Intervention de Amin Maalouf

Réunion du mardi 27 octobre 2020 à 17h00
Mission d'information sur l'émergence et l'évolution des différentes formes de racisme et les réponses à y apporter

Amin Maalouf, de l'Académie française :

. Je n'aime pas l'expression « discrimination positive ». L'expression anglaise dont elle est inspirée est « assertive action ». Cette expression ne contient pas le mot « discrimination » ; je pense que ce mot est malvenu dans la traduction française. Il faut certainement aider les populations défavorisées qui, pour toutes sortes de raisons, n'arrivent pas à prendre la place qui devrait être la leur. Tout ce qui contribue à leur donner cette place est excellent. L'idée selon laquelle il faudrait le faire aux dépens de quelqu'un d'autre, en revanche, n'est pas bonne.

Nous en avons vu les résultats aux Etats-Unis : les Blancs fortunés arrivent à s'en tirer ; les minorités peuvent bénéficier d'aides ; ceux qui en payent le prix sont les petits Blancs, qui se sentent pris en tenaille, ont le sentiment d'être victimes de cette politique et se rabattent sur des candidats qui portent leur voix. Il n'est jamais bon de susciter des ressentiments et des récriminations. Aux États-Unis, les pouvoirs publics ne souhaitaient pas procéder à davantage de dépenses sociales. À mon avis, en France, nous pouvons nous permettre d'aider ceux qui ont en besoin sans que cela se fasse aux dépens d'une autre catégorie de la population.

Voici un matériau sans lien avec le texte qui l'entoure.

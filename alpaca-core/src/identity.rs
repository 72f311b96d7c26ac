//! Identity and time primitives

use chrono::{DateTime, Utc};
use uuid::Uuid;

/// Entity identifier using UUIDv7 for timestamp-sortable IDs.
pub type EntityId = Uuid;

/// Identifier of an instruction record.
pub type RecordId = EntityId;

/// Identifier of a user account.
pub type UserId = EntityId;

/// Timestamp type using UTC timezone.
pub type Timestamp = DateTime<Utc>;

/// Generate a new UUIDv7 EntityId (timestamp-sortable).
pub fn new_entity_id() -> EntityId {
    Uuid::now_v7()
}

S'agissant du « racialisme », il est vrai que je suis mal à l'aise avec cette attitude. Un long combat a été mené pour éliminer toute forme de discrimination et de ségrégation. L'idée selon laquelle ce combat ne valait rien et n'était qu'une étape avant un autre combat qui dresserait les communautés opprimées contre leurs oppresseurs introduit une division au sein de la population, allant à l'encontre de notre rêve d'universalité. Nous n'avons pas besoin de dresser les communautés les unes contre les autres en invoquant des règlements de comptes historiques.

Mon livre Le naufrage des civilisations, en dressant l'état du monde tel qu'il est aujourd'hui, présente sans doute une vision inquiétante de l'avenir. Je pense que cela n'est pas une fatalité. Il est vrai que la mondialisation a exacerbé des tensions. Mais à long terme, je crois qu'un processus sous-terrain nous conduit à être de plus en plus proches les uns des autres. Nous avons du mal à le reconnaître, nous le vivons mal, mais objectivement, nous nous ressemblons de plus en plus. C'est peut-être d'ailleurs pour cela que nous essayons de nous démarquer les uns des autres. Je suis persuadé qu'à long terme, nous découvrirons que nous n'avons pas d'autre choix que de vivre ensemble et de combattre les mêmes adversaires, qui sont les pandémies, le sous-développement, l'obscurantisme. À long terme, je suis plutôt confiant ; mais nous allons traverser, je crois, une période assez tourmentée.